## The task
Your answer must be every line of the data below that holds the string "normalizer", copied exactly.

*** Entries provided Section Begins ***

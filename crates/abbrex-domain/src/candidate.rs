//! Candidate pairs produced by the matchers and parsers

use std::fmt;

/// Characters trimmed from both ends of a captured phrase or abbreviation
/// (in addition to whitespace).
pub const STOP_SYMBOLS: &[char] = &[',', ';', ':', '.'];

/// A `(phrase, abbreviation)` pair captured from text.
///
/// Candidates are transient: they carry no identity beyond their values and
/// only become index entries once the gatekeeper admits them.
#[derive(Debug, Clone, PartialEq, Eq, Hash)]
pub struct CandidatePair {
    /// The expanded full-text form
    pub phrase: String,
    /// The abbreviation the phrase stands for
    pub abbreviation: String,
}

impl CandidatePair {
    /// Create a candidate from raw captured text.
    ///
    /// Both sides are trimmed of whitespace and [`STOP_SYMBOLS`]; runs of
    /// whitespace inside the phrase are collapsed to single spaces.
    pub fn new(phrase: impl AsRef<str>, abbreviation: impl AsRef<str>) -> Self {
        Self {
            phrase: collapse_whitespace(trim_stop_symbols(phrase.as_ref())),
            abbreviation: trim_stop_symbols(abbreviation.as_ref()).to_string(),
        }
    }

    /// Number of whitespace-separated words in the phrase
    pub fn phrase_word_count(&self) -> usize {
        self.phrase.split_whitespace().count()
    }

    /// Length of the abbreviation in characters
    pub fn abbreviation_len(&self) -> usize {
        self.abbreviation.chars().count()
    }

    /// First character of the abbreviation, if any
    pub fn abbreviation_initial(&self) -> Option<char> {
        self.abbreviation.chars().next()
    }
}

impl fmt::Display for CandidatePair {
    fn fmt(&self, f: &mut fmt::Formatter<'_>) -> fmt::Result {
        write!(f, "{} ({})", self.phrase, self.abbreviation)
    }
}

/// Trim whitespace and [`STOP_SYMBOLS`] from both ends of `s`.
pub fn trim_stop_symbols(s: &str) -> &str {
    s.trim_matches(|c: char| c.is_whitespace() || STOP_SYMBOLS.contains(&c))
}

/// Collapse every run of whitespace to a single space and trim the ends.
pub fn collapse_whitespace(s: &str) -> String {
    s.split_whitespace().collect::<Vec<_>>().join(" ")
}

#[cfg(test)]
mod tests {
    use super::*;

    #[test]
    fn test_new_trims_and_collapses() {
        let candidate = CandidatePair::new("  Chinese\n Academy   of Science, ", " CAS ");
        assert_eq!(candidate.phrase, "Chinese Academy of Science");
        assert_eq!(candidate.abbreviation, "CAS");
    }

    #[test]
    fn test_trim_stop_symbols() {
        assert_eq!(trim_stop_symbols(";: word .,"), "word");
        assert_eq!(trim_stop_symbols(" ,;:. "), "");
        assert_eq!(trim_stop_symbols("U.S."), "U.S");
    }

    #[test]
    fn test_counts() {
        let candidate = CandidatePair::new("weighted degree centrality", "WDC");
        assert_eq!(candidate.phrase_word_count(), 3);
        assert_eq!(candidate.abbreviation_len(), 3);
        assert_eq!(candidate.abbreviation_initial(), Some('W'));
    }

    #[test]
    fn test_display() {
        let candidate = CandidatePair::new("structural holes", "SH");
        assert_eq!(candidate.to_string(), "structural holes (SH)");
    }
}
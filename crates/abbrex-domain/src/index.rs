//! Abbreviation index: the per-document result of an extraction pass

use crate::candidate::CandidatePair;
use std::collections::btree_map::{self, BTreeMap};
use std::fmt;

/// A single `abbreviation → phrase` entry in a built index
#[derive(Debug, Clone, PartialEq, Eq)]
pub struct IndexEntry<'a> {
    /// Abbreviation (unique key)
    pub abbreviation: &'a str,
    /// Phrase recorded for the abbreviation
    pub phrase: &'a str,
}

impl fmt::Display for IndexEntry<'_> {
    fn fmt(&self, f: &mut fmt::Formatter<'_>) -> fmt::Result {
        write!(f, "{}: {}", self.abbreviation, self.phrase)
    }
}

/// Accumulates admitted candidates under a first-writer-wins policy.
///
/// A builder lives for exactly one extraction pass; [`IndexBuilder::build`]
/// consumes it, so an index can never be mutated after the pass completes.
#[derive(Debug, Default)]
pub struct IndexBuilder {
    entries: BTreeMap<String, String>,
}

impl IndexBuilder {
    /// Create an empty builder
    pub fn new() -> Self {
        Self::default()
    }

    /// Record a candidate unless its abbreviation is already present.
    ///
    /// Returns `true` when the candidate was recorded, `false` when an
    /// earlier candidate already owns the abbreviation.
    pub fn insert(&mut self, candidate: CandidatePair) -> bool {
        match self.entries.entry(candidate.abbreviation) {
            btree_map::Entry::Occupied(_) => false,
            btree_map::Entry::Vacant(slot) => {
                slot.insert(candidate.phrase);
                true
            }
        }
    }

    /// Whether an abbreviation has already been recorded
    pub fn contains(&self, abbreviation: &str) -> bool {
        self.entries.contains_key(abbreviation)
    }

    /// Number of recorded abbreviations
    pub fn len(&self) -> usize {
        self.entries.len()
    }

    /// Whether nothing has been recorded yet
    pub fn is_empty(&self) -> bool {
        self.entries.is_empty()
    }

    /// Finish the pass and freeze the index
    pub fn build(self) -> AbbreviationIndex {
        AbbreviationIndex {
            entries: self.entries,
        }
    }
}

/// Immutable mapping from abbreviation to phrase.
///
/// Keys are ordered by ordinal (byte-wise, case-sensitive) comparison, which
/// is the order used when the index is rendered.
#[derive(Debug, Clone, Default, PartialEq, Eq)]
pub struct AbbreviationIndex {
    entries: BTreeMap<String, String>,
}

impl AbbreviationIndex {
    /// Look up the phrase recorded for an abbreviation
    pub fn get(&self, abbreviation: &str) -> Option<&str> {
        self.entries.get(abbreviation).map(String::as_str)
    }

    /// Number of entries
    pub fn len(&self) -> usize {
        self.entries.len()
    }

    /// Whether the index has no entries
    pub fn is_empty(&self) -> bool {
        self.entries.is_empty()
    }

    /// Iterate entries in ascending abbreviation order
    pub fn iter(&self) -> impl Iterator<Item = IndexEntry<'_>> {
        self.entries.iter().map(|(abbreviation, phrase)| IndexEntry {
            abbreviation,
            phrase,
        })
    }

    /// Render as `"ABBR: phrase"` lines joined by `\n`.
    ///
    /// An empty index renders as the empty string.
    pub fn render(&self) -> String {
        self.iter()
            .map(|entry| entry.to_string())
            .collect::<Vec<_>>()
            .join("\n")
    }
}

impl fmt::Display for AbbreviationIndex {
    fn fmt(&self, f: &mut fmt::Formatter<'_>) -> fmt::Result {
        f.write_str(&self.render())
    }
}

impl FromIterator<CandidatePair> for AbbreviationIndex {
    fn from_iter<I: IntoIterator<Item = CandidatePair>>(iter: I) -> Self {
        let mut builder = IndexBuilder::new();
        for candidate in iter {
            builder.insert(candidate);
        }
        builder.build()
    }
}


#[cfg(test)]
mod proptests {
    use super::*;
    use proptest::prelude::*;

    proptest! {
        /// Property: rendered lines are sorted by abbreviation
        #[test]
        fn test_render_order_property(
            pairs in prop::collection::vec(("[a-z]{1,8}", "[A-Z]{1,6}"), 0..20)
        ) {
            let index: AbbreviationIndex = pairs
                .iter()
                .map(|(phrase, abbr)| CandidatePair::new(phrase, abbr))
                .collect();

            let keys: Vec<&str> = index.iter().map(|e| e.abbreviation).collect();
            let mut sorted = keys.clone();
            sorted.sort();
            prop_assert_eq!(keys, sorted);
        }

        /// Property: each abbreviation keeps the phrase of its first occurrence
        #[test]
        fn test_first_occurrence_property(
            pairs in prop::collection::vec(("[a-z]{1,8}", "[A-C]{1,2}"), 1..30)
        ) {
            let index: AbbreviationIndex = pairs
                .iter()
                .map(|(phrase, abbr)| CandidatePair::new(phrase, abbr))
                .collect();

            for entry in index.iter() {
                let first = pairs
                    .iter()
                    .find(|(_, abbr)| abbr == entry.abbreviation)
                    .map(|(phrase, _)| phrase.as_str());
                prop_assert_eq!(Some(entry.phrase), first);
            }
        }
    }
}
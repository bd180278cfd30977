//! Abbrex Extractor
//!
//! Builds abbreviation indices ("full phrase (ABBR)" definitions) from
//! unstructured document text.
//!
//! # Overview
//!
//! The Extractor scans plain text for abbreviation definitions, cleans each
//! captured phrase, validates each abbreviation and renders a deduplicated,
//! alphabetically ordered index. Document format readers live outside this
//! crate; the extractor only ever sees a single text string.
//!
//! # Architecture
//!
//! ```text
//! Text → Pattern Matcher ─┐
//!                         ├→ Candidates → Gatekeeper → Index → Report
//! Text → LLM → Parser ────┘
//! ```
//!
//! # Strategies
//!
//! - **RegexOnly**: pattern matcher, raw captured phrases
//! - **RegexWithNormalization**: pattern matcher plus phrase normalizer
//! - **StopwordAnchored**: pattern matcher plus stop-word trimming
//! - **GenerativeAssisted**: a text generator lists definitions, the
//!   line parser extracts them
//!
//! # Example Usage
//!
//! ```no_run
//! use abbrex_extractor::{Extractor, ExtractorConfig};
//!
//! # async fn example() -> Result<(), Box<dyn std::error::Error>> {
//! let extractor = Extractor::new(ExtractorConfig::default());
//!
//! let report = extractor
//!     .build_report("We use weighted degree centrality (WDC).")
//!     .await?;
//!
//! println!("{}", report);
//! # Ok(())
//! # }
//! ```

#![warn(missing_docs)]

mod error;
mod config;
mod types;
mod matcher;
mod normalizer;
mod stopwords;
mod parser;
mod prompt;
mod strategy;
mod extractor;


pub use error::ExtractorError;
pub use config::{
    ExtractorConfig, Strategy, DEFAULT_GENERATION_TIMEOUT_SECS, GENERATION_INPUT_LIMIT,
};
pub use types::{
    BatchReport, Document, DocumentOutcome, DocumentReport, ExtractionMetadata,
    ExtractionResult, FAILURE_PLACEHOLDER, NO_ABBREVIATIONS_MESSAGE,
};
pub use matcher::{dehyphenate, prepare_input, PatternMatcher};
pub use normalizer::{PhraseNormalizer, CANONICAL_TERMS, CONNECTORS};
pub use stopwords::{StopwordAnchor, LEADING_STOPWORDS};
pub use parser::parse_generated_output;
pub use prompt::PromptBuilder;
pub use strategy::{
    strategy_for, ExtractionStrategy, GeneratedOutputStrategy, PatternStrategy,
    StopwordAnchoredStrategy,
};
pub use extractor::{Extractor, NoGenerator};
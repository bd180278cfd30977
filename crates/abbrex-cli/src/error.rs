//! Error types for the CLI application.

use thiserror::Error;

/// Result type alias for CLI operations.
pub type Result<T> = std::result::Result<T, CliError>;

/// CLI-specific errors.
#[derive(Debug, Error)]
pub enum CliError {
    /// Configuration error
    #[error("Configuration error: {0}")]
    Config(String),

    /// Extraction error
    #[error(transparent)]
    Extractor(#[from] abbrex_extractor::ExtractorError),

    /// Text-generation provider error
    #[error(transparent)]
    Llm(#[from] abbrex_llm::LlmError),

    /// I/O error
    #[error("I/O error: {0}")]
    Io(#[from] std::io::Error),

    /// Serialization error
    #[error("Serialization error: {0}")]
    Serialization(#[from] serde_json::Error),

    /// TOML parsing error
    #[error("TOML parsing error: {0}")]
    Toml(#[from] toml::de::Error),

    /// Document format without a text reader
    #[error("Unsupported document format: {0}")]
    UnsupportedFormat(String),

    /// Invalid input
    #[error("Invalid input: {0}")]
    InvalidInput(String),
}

*** Entries provided Section Ends ***

## Response to the exercise
//! - **RegexWithNormalization**: pattern matcher plus phrase normalizer
mod normalizer;
pub use normalizer::{PhraseNormalizer, CANONICAL_TERMS, CONNECTORS};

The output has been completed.